(Stored items)
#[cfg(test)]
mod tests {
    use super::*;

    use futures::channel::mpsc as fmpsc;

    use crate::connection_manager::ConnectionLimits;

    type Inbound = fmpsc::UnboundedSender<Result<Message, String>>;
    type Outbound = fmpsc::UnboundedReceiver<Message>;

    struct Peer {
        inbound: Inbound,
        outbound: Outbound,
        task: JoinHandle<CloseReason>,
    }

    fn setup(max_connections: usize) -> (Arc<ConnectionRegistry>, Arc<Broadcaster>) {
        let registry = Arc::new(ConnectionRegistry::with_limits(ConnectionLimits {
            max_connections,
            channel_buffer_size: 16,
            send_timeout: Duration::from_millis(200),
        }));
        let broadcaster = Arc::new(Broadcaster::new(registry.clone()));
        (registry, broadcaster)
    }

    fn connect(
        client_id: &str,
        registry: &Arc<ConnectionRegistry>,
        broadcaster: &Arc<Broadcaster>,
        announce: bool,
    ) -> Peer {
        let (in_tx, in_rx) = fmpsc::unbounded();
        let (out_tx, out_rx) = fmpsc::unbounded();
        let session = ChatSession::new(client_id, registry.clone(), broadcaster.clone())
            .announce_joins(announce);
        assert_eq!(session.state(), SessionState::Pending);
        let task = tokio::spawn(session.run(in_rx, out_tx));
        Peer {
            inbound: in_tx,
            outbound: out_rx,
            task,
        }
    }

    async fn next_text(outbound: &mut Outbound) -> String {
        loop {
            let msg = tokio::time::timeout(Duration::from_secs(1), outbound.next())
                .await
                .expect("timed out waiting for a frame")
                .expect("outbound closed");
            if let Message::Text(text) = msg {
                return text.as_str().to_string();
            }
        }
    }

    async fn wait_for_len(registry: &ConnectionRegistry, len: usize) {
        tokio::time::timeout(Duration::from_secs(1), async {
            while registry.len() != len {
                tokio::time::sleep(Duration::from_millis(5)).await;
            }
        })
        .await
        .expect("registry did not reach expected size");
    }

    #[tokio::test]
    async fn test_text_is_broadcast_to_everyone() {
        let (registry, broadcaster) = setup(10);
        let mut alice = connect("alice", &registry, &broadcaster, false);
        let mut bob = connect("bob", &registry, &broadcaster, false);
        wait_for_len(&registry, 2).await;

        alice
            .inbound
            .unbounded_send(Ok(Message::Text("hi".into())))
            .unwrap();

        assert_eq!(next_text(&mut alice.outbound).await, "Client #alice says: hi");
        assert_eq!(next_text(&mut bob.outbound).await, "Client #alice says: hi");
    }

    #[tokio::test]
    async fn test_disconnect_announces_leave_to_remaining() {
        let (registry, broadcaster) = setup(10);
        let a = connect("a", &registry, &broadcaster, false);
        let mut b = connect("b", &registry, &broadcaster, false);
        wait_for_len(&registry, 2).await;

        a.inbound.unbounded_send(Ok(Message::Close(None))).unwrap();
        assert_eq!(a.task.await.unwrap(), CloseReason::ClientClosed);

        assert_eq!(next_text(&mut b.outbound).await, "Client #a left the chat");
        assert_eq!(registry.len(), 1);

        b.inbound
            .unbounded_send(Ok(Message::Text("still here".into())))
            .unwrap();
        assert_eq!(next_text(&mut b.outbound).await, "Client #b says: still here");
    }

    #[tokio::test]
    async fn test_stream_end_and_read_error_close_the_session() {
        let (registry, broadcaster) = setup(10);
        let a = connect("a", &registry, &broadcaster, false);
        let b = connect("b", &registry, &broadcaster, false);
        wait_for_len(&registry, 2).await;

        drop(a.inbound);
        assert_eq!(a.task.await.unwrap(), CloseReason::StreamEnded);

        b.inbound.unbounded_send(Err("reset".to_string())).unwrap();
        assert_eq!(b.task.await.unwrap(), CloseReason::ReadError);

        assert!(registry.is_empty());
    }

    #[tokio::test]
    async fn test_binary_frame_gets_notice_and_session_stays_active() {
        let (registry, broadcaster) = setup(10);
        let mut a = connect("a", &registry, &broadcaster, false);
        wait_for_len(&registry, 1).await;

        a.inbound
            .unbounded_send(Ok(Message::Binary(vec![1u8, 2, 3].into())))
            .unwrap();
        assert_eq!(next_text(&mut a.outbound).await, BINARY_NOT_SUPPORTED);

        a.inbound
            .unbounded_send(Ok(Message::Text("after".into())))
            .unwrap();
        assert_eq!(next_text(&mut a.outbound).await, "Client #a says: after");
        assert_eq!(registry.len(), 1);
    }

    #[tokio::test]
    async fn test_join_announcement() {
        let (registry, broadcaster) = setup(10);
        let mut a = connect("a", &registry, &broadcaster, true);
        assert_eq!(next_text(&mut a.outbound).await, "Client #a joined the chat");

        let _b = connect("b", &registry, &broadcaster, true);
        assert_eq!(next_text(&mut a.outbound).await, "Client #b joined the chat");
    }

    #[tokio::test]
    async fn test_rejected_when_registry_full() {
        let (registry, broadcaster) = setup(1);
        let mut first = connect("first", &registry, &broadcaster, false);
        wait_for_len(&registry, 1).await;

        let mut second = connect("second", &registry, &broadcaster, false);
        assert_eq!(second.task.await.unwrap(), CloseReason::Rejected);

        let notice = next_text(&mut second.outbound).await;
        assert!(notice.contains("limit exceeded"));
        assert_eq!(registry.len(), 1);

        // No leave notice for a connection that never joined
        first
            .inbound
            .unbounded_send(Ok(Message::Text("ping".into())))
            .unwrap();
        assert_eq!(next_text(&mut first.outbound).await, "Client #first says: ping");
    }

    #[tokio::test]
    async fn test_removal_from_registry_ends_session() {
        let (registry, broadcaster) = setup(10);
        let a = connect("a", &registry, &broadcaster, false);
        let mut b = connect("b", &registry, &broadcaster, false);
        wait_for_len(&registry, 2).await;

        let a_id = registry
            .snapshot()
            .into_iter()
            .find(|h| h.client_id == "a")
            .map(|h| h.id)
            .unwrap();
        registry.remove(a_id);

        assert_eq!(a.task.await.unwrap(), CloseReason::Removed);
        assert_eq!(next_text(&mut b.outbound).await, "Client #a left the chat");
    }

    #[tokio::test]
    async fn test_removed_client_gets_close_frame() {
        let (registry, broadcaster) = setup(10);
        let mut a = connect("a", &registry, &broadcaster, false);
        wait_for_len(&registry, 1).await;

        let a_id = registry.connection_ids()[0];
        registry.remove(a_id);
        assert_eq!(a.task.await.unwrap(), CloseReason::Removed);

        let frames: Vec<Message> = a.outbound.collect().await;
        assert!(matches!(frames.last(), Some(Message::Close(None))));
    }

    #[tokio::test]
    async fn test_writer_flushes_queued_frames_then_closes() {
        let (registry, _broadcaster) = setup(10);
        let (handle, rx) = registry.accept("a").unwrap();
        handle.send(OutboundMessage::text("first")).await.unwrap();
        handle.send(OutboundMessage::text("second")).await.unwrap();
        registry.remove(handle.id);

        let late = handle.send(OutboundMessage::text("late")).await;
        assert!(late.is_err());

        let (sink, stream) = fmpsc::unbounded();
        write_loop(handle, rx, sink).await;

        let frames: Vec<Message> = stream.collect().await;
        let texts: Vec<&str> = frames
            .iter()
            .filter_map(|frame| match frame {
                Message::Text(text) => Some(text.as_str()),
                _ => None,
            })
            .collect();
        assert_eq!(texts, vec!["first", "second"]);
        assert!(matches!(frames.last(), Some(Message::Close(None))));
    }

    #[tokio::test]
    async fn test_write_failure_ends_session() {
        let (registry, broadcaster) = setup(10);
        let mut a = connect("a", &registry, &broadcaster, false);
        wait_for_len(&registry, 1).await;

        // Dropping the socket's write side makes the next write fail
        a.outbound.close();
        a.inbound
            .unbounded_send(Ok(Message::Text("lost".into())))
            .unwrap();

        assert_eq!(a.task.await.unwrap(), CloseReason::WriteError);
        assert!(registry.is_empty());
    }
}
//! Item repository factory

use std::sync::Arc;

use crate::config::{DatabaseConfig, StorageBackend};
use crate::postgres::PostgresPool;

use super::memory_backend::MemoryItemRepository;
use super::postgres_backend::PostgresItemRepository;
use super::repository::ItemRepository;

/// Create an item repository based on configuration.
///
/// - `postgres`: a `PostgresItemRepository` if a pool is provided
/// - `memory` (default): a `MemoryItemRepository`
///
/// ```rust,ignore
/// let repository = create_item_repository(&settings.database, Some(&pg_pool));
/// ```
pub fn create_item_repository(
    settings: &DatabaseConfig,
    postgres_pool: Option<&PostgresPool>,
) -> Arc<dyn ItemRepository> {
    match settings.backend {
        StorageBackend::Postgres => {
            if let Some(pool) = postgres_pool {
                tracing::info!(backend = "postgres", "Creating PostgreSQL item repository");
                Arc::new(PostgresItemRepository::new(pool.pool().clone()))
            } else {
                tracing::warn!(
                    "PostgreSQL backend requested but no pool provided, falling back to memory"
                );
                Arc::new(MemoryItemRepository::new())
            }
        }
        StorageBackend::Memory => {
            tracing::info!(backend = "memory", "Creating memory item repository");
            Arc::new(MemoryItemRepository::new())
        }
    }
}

▸ **WHAT TO PRODUCE**:
Find "settings" in the data above. Report each line where it appears.

▸ **YOUR SOLUTION**:
/// let repository = create_item_repository(&settings.database, Some(&pg_pool));
    settings: &DatabaseConfig,
    match settings.backend {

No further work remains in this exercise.